ACTIVITY: From the records below, set down exactly the lines starting with the line that contains "included. Unlike the" and going on through the line that contains "let value = self.solution_value(variable)?;". Nothing else is wanted.

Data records
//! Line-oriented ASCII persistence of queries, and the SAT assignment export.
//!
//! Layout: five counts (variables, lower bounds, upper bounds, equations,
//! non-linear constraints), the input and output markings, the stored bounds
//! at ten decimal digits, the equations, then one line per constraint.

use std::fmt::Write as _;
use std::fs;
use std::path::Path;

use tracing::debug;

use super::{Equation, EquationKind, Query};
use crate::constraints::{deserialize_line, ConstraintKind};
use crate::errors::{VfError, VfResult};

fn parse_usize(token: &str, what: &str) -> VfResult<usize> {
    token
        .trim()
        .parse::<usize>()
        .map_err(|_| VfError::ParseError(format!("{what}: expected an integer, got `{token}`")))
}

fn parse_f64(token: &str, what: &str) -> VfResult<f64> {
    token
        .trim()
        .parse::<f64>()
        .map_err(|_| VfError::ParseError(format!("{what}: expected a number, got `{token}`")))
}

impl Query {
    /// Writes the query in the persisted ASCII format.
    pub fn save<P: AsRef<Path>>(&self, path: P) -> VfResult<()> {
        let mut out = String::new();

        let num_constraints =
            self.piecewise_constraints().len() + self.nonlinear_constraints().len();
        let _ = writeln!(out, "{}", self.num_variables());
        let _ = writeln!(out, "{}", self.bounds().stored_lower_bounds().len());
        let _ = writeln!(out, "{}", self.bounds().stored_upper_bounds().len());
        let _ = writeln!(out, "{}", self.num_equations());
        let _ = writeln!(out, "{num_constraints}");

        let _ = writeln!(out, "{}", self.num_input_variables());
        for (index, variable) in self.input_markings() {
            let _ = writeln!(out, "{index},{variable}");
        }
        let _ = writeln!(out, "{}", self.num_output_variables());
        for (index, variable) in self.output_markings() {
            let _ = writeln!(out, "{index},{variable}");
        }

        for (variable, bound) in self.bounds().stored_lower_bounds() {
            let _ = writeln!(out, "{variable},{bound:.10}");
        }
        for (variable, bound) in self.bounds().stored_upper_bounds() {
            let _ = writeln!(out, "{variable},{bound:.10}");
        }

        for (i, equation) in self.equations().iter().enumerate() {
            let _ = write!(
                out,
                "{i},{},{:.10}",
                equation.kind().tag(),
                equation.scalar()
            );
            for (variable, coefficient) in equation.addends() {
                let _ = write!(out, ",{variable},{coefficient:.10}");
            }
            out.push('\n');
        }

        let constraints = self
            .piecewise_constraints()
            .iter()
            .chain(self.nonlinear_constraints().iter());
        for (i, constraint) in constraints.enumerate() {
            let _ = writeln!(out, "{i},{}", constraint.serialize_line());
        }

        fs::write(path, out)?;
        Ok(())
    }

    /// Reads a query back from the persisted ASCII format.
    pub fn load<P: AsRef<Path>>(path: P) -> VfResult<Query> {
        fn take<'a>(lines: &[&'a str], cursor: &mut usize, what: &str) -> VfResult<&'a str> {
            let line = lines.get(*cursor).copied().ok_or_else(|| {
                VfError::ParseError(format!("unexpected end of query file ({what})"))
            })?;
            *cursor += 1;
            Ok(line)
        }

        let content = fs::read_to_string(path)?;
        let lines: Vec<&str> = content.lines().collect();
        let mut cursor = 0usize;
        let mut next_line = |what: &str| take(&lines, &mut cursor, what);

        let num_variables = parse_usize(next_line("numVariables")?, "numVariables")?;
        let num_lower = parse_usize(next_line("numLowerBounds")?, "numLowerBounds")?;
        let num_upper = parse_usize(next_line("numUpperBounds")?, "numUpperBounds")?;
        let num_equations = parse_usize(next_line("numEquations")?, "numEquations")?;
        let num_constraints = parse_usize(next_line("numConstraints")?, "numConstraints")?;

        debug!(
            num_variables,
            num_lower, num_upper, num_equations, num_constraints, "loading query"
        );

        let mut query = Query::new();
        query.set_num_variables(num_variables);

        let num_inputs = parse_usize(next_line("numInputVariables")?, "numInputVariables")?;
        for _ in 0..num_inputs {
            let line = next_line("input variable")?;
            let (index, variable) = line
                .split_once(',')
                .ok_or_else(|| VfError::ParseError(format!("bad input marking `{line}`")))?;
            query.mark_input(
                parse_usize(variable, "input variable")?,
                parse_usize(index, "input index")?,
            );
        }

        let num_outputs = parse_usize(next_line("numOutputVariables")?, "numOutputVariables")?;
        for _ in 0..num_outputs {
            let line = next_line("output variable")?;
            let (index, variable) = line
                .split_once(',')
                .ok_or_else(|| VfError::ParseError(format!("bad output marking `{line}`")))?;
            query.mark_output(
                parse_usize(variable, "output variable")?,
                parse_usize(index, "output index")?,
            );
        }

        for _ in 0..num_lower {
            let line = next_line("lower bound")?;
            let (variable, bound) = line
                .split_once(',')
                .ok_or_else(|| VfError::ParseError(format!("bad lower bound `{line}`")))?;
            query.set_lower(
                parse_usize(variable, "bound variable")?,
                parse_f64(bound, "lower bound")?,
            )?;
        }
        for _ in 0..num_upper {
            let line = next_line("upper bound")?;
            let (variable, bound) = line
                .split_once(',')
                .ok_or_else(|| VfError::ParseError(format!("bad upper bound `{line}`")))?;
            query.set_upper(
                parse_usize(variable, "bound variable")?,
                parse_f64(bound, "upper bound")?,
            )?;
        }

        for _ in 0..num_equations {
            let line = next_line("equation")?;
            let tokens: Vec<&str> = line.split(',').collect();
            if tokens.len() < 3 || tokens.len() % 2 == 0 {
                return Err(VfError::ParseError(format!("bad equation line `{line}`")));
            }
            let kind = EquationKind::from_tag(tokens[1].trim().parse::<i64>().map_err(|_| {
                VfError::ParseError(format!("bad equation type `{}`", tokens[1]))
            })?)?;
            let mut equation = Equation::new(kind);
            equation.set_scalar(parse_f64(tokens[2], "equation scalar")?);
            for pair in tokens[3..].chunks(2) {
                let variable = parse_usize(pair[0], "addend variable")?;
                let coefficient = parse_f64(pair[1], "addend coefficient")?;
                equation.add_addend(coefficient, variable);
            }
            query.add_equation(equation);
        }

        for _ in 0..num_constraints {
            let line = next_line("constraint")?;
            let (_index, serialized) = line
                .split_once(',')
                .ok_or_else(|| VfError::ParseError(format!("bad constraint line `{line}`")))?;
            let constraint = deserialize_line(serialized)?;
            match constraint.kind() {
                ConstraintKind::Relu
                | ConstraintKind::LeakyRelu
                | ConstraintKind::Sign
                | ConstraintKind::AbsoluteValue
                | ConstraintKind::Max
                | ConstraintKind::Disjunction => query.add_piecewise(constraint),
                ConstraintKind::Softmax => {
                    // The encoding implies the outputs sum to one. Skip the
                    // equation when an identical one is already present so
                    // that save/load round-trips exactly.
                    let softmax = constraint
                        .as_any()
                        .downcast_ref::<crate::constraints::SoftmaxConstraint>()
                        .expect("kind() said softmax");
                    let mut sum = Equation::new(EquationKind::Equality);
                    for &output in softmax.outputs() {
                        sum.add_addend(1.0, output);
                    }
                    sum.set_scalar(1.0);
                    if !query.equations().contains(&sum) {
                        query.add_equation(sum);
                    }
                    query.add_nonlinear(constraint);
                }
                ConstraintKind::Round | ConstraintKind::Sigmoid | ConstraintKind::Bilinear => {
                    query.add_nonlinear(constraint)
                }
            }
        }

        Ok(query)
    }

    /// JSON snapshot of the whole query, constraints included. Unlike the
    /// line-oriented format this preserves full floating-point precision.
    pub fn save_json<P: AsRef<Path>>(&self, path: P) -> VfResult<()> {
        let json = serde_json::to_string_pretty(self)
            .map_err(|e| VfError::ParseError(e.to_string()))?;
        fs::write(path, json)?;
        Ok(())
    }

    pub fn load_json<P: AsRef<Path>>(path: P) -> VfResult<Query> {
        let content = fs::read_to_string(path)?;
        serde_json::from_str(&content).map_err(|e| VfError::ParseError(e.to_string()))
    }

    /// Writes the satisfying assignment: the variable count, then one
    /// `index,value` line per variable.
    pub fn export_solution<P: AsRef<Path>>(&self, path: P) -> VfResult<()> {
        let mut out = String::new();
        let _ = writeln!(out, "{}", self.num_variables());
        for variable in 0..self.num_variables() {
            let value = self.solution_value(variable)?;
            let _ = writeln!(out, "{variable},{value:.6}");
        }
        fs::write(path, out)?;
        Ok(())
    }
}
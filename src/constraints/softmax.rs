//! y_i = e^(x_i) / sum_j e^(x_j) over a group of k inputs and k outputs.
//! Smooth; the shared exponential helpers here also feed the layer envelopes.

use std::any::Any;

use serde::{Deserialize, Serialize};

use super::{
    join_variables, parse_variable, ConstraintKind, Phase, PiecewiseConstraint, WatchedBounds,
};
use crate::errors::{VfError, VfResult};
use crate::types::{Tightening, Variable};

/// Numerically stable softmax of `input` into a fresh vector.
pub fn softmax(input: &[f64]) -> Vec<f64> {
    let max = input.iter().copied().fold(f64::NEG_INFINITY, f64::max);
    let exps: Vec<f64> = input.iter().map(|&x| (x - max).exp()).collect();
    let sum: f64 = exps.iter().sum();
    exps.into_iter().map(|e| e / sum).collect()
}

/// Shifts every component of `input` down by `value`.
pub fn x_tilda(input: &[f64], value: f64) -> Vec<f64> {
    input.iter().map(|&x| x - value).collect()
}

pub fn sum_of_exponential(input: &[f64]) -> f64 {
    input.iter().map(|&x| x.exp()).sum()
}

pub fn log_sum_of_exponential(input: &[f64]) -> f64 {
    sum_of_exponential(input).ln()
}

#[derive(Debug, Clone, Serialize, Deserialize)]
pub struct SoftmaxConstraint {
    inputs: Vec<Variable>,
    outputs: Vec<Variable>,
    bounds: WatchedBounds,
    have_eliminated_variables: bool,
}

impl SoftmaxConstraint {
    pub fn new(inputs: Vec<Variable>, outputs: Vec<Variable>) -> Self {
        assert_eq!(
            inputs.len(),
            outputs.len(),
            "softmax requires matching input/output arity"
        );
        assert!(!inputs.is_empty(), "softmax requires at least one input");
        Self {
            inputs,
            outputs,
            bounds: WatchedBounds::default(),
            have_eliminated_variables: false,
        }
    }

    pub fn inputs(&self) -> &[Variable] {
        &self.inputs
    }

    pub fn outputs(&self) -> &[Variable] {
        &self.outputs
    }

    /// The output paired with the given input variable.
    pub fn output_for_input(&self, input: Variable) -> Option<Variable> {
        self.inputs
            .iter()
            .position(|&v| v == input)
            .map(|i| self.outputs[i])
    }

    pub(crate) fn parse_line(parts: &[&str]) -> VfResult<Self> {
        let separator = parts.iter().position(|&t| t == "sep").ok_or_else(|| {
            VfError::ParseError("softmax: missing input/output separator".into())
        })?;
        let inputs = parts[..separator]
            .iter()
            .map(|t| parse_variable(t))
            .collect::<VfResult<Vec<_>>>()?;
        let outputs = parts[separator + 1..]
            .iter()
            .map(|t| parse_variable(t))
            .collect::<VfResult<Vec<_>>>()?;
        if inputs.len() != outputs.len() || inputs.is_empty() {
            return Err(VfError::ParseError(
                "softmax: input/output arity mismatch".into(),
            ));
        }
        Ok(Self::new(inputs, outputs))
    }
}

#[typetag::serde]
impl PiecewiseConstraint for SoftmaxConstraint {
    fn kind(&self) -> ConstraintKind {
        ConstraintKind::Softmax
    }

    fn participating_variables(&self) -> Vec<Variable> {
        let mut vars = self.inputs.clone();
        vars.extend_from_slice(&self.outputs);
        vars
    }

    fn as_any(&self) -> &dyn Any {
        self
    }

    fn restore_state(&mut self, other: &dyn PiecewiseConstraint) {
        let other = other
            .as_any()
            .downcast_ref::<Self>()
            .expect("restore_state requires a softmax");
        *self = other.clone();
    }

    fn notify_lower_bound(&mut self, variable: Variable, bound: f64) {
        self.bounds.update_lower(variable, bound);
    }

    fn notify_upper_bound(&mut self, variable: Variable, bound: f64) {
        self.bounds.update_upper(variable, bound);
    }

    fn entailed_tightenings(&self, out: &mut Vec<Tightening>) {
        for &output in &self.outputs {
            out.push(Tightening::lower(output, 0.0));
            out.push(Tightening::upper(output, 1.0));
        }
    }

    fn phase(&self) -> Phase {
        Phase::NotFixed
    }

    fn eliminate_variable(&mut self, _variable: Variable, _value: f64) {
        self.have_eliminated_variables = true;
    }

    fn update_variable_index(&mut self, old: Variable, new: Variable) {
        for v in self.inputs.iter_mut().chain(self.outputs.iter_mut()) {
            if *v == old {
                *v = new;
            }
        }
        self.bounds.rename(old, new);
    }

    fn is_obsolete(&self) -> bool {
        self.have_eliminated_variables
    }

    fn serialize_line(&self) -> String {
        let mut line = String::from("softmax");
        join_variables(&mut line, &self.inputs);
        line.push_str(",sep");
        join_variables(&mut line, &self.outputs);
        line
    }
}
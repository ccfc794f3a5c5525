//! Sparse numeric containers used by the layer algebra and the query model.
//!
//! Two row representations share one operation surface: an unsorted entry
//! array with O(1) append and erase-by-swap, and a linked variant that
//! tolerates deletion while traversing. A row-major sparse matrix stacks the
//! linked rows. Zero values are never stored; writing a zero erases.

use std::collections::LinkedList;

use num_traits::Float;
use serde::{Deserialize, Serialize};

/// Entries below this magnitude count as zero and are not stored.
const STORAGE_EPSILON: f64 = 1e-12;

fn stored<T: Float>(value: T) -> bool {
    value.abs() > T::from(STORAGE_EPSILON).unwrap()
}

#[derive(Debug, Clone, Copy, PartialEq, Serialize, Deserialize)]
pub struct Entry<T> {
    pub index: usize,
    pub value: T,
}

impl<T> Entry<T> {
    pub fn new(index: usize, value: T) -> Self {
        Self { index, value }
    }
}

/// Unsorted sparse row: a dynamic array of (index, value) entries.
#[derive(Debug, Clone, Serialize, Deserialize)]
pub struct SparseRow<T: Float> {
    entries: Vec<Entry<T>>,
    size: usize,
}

REPLY:
    /// JSON snapshot of the whole query, constraints included. Unlike the
    /// line-oriented format this preserves full floating-point precision.
    pub fn save_json<P: AsRef<Path>>(&self, path: P) -> VfResult<()> {
        let json = serde_json::to_string_pretty(self)
            .map_err(|e| VfError::ParseError(e.to_string()))?;
        fs::write(path, json)?;
        Ok(())
    }

    pub fn load_json<P: AsRef<Path>>(path: P) -> VfResult<Query> {
        let content = fs::read_to_string(path)?;
        serde_json::from_str(&content).map_err(|e| VfError::ParseError(e.to_string()))
    }

    /// Writes the satisfying assignment: the variable count, then one
    /// `index,value` line per variable.
    pub fn export_solution<P: AsRef<Path>>(&self, path: P) -> VfResult<()> {
        let mut out = String::new();
        let _ = writeln!(out, "{}", self.num_variables());
        for variable in 0..self.num_variables() {
            let value = self.solution_value(variable)?;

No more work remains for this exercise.